2) Cette tendance ne saurait manquer de développer en Asie de nouveaux foyers de capitalisme, car « l’histoire de l’impérialisme, à la différence du colonialisme, illustre la tendance à forcer les indigènes à exploiter leurs terres à notre profit » et peut-être alors, dit le philistin anglais, « les peuples occidentaux comprendront-ils qu’ils ont permis à un petit groupe de spéculateurs de les entraîner dans un impérialisme où tous les frais et tous les dangers de cette politique aventuriste seront cent fois accrus ».
3) Mais devant « l’égoïsme » et « l’avidité » de ces « spéculateurs » menaçant de dépecer la Chine, seul le « patriotisme », c’est-à-dire l’essor d’un mouvement national-révolutionnaire, pourra sauver le pays du démembrement et lui ouvrir la voie d’un véritable développement capitaliste.
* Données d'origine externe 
//! In-memory keyed record store
//!
//! A [`Collection`] stores one record type keyed by [`RecordId`] behind a
//! `parking_lot::RwLock`. Readers take the shared lock and clone out
//! snapshots; writers take the exclusive lock, so an operation never observes
//! a record mid-mutation. Index-style queries (`find`, `find_unique`) are
//! linear scans; collection sizes in this system are rosters and event
//! buffers, not datasets.

use crate::utils::error::{OpsError, Result};
use parking_lot::RwLock;
use serde::{Deserialize, Serialize};
use std::collections::HashMap;
use std::fmt;
use uuid::Uuid;

/// Opaque record identifier assigned at insert time
#[derive(Debug, Clone, Copy, PartialEq, Eq, Hash, Serialize, Deserialize)]
#[serde(transparent)]
pub struct RecordId(Uuid);

impl RecordId {
    /// Generate a fresh identifier
    pub fn new() -> Self {
        Self(Uuid::new_v4())
    }
}

impl Default for RecordId {
    fn default() -> Self {
        Self::new()
    }
}

impl fmt::Display for RecordId {
    fn fmt(&self, f: &mut fmt::Formatter<'_>) -> fmt::Result {
        self.0.fmt(f)
    }
}

impl std::str::FromStr for RecordId {
    type Err = OpsError;

    fn from_str(s: &str) -> Result<Self> {
        Uuid::parse_str(s)
            .map(Self)
            .map_err(|e| OpsError::Validation(format!("invalid record id: {}", e)))
    }
}

/// A record that can live in a [`Collection`]
pub trait Document: Clone + Send + Sync + 'static {
    /// The record's storage key
    fn id(&self) -> RecordId;
}

/// Typed in-memory collection of records
#[derive(Debug)]
pub struct Collection<T> {
    name: &'static str,
    records: RwLock<HashMap<RecordId, T>>,
}

impl<T: Document> Collection<T> {
    /// Create an empty collection
    pub fn new(name: &'static str) -> Self {
        Self {
            name,
            records: RwLock::new(HashMap::new()),
        }
    }

    /// Collection name (mirrors the reference table name)
    pub fn name(&self) -> &'static str {
        self.name
    }

    /// Insert a record, failing if its id is already present
    pub fn insert(&self, doc: T) -> Result<RecordId> {
        let id = doc.id();
        let mut records = self.records.write();
        if records.contains_key(&id) {
            return Err(OpsError::AlreadyExists(format!(
                "{}: record {} already exists",
                self.name, id
            )));
        }
        records.insert(id, doc);
        Ok(id)
    }

    /// Insert a record, failing if any existing record matches `conflict`.
    ///
    /// The conflict scan and the insert happen under one write lock, so this
    /// is the uniqueness-enforcing insert (e.g. one profile per user id).
    pub fn insert_unique_by<P>(&self, doc: T, conflict: P) -> Result<RecordId>
    where
        P: Fn(&T) -> bool,
    {
        let mut records = self.records.write();
        if records.values().any(|r| conflict(r)) {
            return Err(OpsError::AlreadyExists(format!(
                "{}: conflicting record already exists",
                self.name
            )));
        }
        let id = doc.id();
        records.insert(id, doc);
        Ok(id)
    }

    /// Fetch a record by id
    pub fn get(&self, id: RecordId) -> Option<T> {
        self.records.read().get(&id).cloned()
    }

    /// Apply a mutation to a record in place, returning the updated record
    pub fn patch<F>(&self, id: RecordId, mutate: F) -> Result<T>
    where
        F: FnOnce(&mut T),
    {
        let mut records = self.records.write();
        match records.get_mut(&id) {
            Some(record) => {
                mutate(record);
                Ok(record.clone())
            }
            None => Err(OpsError::NotFound(format!(
                "{}: record {} not found",
                self.name, id
            ))),
        }
    }

    /// Delete a record by id
    pub fn delete(&self, id: RecordId) -> Result<()> {
        let mut records = self.records.write();
        records.remove(&id).map(|_| ()).ok_or_else(|| {
            OpsError::NotFound(format!("{}: record {} not found", self.name, id))
        })
    }

    /// Snapshot of every record, order unspecified
    pub fn all(&self) -> Vec<T> {
        self.records.read().values().cloned().collect()
    }

    /// Records matching a predicate (index-scan equivalent)
    pub fn find<P>(&self, pred: P) -> Vec<T>
    where
        P: Fn(&T) -> bool,
    {
        self.records
            .read()
            .values()
            .filter(|r| pred(r))
            .cloned()
            .collect()
    }

    /// The single record matching a predicate, if any.
    ///
    /// Assumes the predicate corresponds to a uniqueness-indexed lookup; with
    /// duplicates present (an invariant violation upstream) an arbitrary
    /// match is returned.
    pub fn find_unique<P>(&self, pred: P) -> Option<T>
    where
        P: Fn(&T) -> bool,
    {
        self.records.read().values().find(|r| pred(r)).cloned()
    }

    /// Count records matching a predicate
    pub fn count<P>(&self, pred: P) -> usize
    where
        P: Fn(&T) -> bool,
    {
        self.records.read().values().filter(|r| pred(r)).count()
    }

    /// Number of records
    pub fn len(&self) -> usize {
        self.records.read().len()
    }

    /// Whether the collection is empty
    pub fn is_empty(&self) -> bool {
        self.records.read().is_empty()
    }

    /// Replace the entire contents with `docs` under one write lock.
    ///
    /// Readers observe either the previous or the new state, never a partial
    /// mix. Not crash-atomic, as there is no durability layer to recover from.
    pub fn replace_all(&self, docs: Vec<T>) {
        let mut records = self.records.write();
        records.clear();
        for doc in docs {
            records.insert(doc.id(), doc);
        }
    }

    /// Run a closure with exclusive access to the record map.
    ///
    /// For compound check-then-act sections that must not interleave with
    /// other writers (e.g. the first-admin bootstrap decision).
    pub(crate) fn with_exclusive<R, F>(&self, f: F) -> R
    where
        F: FnOnce(&mut HashMap<RecordId, T>) -> R,
    {
        let mut records = self.records.write();
        f(&mut records)
    }
}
Si nous avons cité si longuement l’étude de Hobson, c’est afin de montrer tout ce qu’un bon libéral anglais peut dire et comprendre en matière d’impérialisme et d’anti-impérialisme, sans se fourvoyer sur le terrain du marxisme révolutionnaire. II en résulte un mélange, nullement paradoxal, de maoïsme et de khrouchtchévisme. Tant il est vrai que la ligne de démarcation idéologique entre la Chine et la Russie n’est pas une ligne politique de classe mais une simple frontière nationale pour défendre la cause du « patriotisme » chinois, point n’est besoin d’aller chercher Lénine, ni de lancer des invectives contre le « kautskisme » russe. Il suffit de s’appuyer (comme le fait parfois la diplomatie chinoise) sur les analyses et les sages réflexions du bon vieux libéralisme anglais. La question de la paix ou de la guerre, des alliances plus ou moins durables constituées par le capital financier, n’est pas la question fondamentale dans la critique marxiste de l’impérialisme, dans la lutte de classe du prolétariat. La paix ou la guerre, la constitution de tel ou tel bloc d’États bourgeois se prévalant d’une idéologie « ultra-impérialiste » ou « anti-impérialiste », belliqueuse ou pacifiste, « fasciste » ou « démocratique », sont l’affaire des tendances profondes qui dominent à un moment ou à un autre le marché mondial.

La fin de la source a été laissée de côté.